Lebanese officials announced an ambitious seven-year plan that will cost hundreds of millions of dollars to clean up what they described as the “catastrophe” of pollution at the Litani River and Qaraoun Lake.
The $730 million proposal will expand sewage treatment networks, manage solid waste and pesticide pollution into the river, and help factories reduce the dumping of chemicals into the water.
It has been approved by the finance and public works committees in Parliament, and will be put to a vote when legislative sessions, which are held hostage by the vacuum in the presidency, resume. The proposal was unveiled at a roundtable in the Grand Serail.
The drafting of the law implementing this new road map was spearheaded by Bekaa Valley and south Lebanon MPs who have been hit hard by the pollution of the Litani, a key artery in the country whose water is used for irrigation and kept in storage for dry seasons.
“It transformed from a blessing to a problem,” said West Bekaa lawmaker Jamal Jarrah, who helped draft the law.
Jarrah warned that untreated waste, overuse of pesticides, garbage and pollution had contaminated most of Lebanon’s agricultural products and rendered fish in the Qaraoun Lake inedible.
Jarrah acknowledged the enormous cost of the road map, but said there would be dire consequences for all the Lebanese if it was not implemented, and asked international organizations to visit key points along the river’s path to witness what he described as a “tragedy” and “catastrophe” facing communities there.
The Litani provides roughly 160 million cubic meters of water for irrigation and power generation. Another 60 million cubic meters is used for storage every year in dry seasons.
Most of the pollution contaminating the Litani comes from solid waste and municipal waste water that is dumped into the river, agricultural pollution from pesticides washing into the water and chemical waste from industrial plants.
The pollution has rendered the water of the Qaraoun Lake unsuitable for drinking or aquatic life. A study commissioned by the European Union in 2012 estimates the economic cost of the pollution in the Upper Litani at about $230 million.
The new road map to clean the Litani was outlined by Manal Moussallem, an environmental adviser with the U.N. Development Fund and the Environment Ministry.
Out of the $733 million that will be earmarked for the proposal, 14 million will go to solid waste treatment, $2.6 million for agricultural pollution, $2.6 million for industrial pollution and $712 million for sewage treatment.
The Lebanese government has already secured $19 million from the European Union to expand its solid waste treatment facilities in the Bekaa, including a sorting and composting plant for garbage, a facility that generates biogas from waste and a sanitary landfill in Baalbek.
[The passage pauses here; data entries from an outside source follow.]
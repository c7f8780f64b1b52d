//! Turning validated code into a video file.

use async_trait::async_trait;
use serde::{Deserialize, Serialize};

use crate::artifact::{CodeArtifact, Diagnostic, VideoArtifact};

mod manim;
pub use manim::{ManimRenderer, RenderSettings};

/// Manim quality preset, passed as `-q<flag>`.
#[derive(Debug, Clone, Copy, Default, PartialEq, Eq, Serialize, Deserialize)]
#[serde(rename_all = "lowercase")]
pub enum Quality {
    /// 480p15
    #[default]
    Low,
    /// 720p30
    Medium,
    /// 1080p60
    High,
    /// 1440p60
    Production,
    /// 2160p60
    #[serde(rename = "4k")]
    FourK,
}

impl Quality {
    pub fn flag(&self) -> char {
        match self {
            Quality::Low => 'l',
            Quality::Medium => 'm',
            Quality::High => 'h',
            Quality::Production => 'p',
            Quality::FourK => 'k',
        }
    }
}

/// Presence and version of one external tool.
#[derive(Debug, Clone, Default, PartialEq, Eq, Serialize, Deserialize)]
pub struct ToolStatus {
    pub installed: bool,
    #[serde(default, skip_serializing_if = "Option::is_none")]
    pub version: Option<String>,
}

impl ToolStatus {
    pub fn missing() -> Self {
        Self::default()
    }

    pub fn found(version: Option<String>) -> Self {
        Self {
            installed: true,
            version,
        }
    }
}

/// What the renderer needs from the host.
#[derive(Debug, Clone, Default, PartialEq, Eq, Serialize, Deserialize)]
pub struct ToolingStatus {
    pub manim: ToolStatus,
    pub ffmpeg: ToolStatus,
}

impl ToolingStatus {
    pub fn all_requirements_met(&self) -> bool {
        self.manim.installed && self.ffmpeg.installed
    }

    /// Actionable hints for whatever is missing.
    pub fn recommendations(&self) -> Vec<String> {
        let mut out = Vec::new();
        if !self.manim.installed {
            out.push("Install Manim Community Edition: pip install manim".to_string());
        }
        if !self.ffmpeg.installed {
            out.push("Install FFmpeg and make sure it is on PATH".to_string());
        }
        out
    }
}

/// Executes validated code and produces a video, or a diagnostic saying why not.
///
/// Failures carry a [`DiagnosticKind`](crate::artifact::DiagnosticKind): fixable
/// ones are worth a repair attempt, environment ones are not.
#[async_trait]
pub trait Renderer: Send + Sync {
    async fn render(&self, code: &CodeArtifact) -> Result<VideoArtifact, Diagnostic>;

    /// Reports the availability of the external tooling this renderer needs.
    async fn probe(&self) -> ToolingStatus;
}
Similar plants are also planned for Zahle and Jebjennine.
Solid waste is a problem for municipalities in Lebanon, which do not usually separate and recycle waste.
The World Bank has also approved a $50 million loan that will expand sewage collection networks in Zahle, Anjar and other areas.
Some of the money will go to improving pest management in Lebanese farms, in order to help reduce the use of pesticides.
Untreated sewage dumped in rivers is a major cause of the Litani’s contamination, and can affect crops irrigated with water from the river.
Another $15 million World Bank loan will go toward technical assistance for factories to help them comply with environmental regulations that limit the disposal of industrial waste into the river.
Last week, The Daily Star reported the findings of two new studies that revealed high levels of heavy metals and contamination with dangerous bacteria in the Lower Litani River Basin and the Hasbani River, largely due to industrial waste and untreated sewage that is disposed in the water.